Task to carry out:
Look through the records that follow and state how many lines hold the word "exists", without adding anything.

Extracted records:
*** Begin section ***
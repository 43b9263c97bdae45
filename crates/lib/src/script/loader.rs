//! Script loading: where script bodies come from.

use std::collections::HashMap;
use std::path::{Path, PathBuf};
use std::sync::{Arc, RwLock, PoisonError};

use super::{Script, ScriptError};
use crate::path;

/// The executable part of a script.
pub trait ScriptBody: Send + Sync {
  fn execute(&self, script: &Script) -> anyhow::Result<()>;
}

impl<F> ScriptBody for F
where
  F: Fn(&Script) -> anyhow::Result<()> + Send + Sync,
{
  fn execute(&self, script: &Script) -> anyhow::Result<()> {
    self(script)
  }
}

/// Source of script bodies, keyed by absolute path.
pub trait ScriptLoader: Send + Sync {
  /// Whether a script exists at `path`.
  fn exists(&self, path: &Path) -> bool;

  /// Load the script at `path`.
  fn load(&self, path: &Path) -> Result<Arc<dyn ScriptBody>, ScriptError>;
}

/// An in-memory loader for embedding scripts written in Rust.
#[derive(Default)]
pub struct ScriptRegistry {
  scripts: RwLock<HashMap<PathBuf, Arc<dyn ScriptBody>>>,
}

impl ScriptRegistry {
  pub fn new() -> Self {
    Self::default()
  }

  /// Register a closure as the script at `path`, replacing any earlier
  /// script there.
  pub fn register<F>(&self, path: impl AsRef<Path>, body: F)
  where
    F: Fn(&Script) -> anyhow::Result<()> + Send + Sync + 'static,
  {
    self.register_body(path, Arc::new(body));
  }

  pub fn register_body(&self, path: impl AsRef<Path>, body: Arc<dyn ScriptBody>) {
    let path = path::normalize(path.as_ref());
    self
      .scripts
      .write()
      .unwrap_or_else(PoisonError::into_inner)
      .insert(path, body);
  }

  /// Builder-style [`register`](Self::register).
  pub fn with<F>(self, path: impl AsRef<Path>, body: F) -> Self
  where
    F: Fn(&Script) -> anyhow::Result<()> + Send + Sync + 'static,
  {
    self.register(path, body);
    self
  }
}

impl ScriptLoader for ScriptRegistry {
  fn exists(&self, path: &Path) -> bool {
    self
      .scripts
      .read()
      .unwrap_or_else(PoisonError::into_inner)
      .contains_key(&path::normalize(path))
  }

  fn load(&self, path: &Path) -> Result<Arc<dyn ScriptBody>, ScriptError> {
    self
      .scripts
      .read()
      .unwrap_or_else(PoisonError::into_inner)
      .get(&path::normalize(path))
      .cloned()
      .ok_or_else(|| ScriptError::ScriptNotFound(path.to_path_buf()))
  }
}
*** End section ***
Response area:
3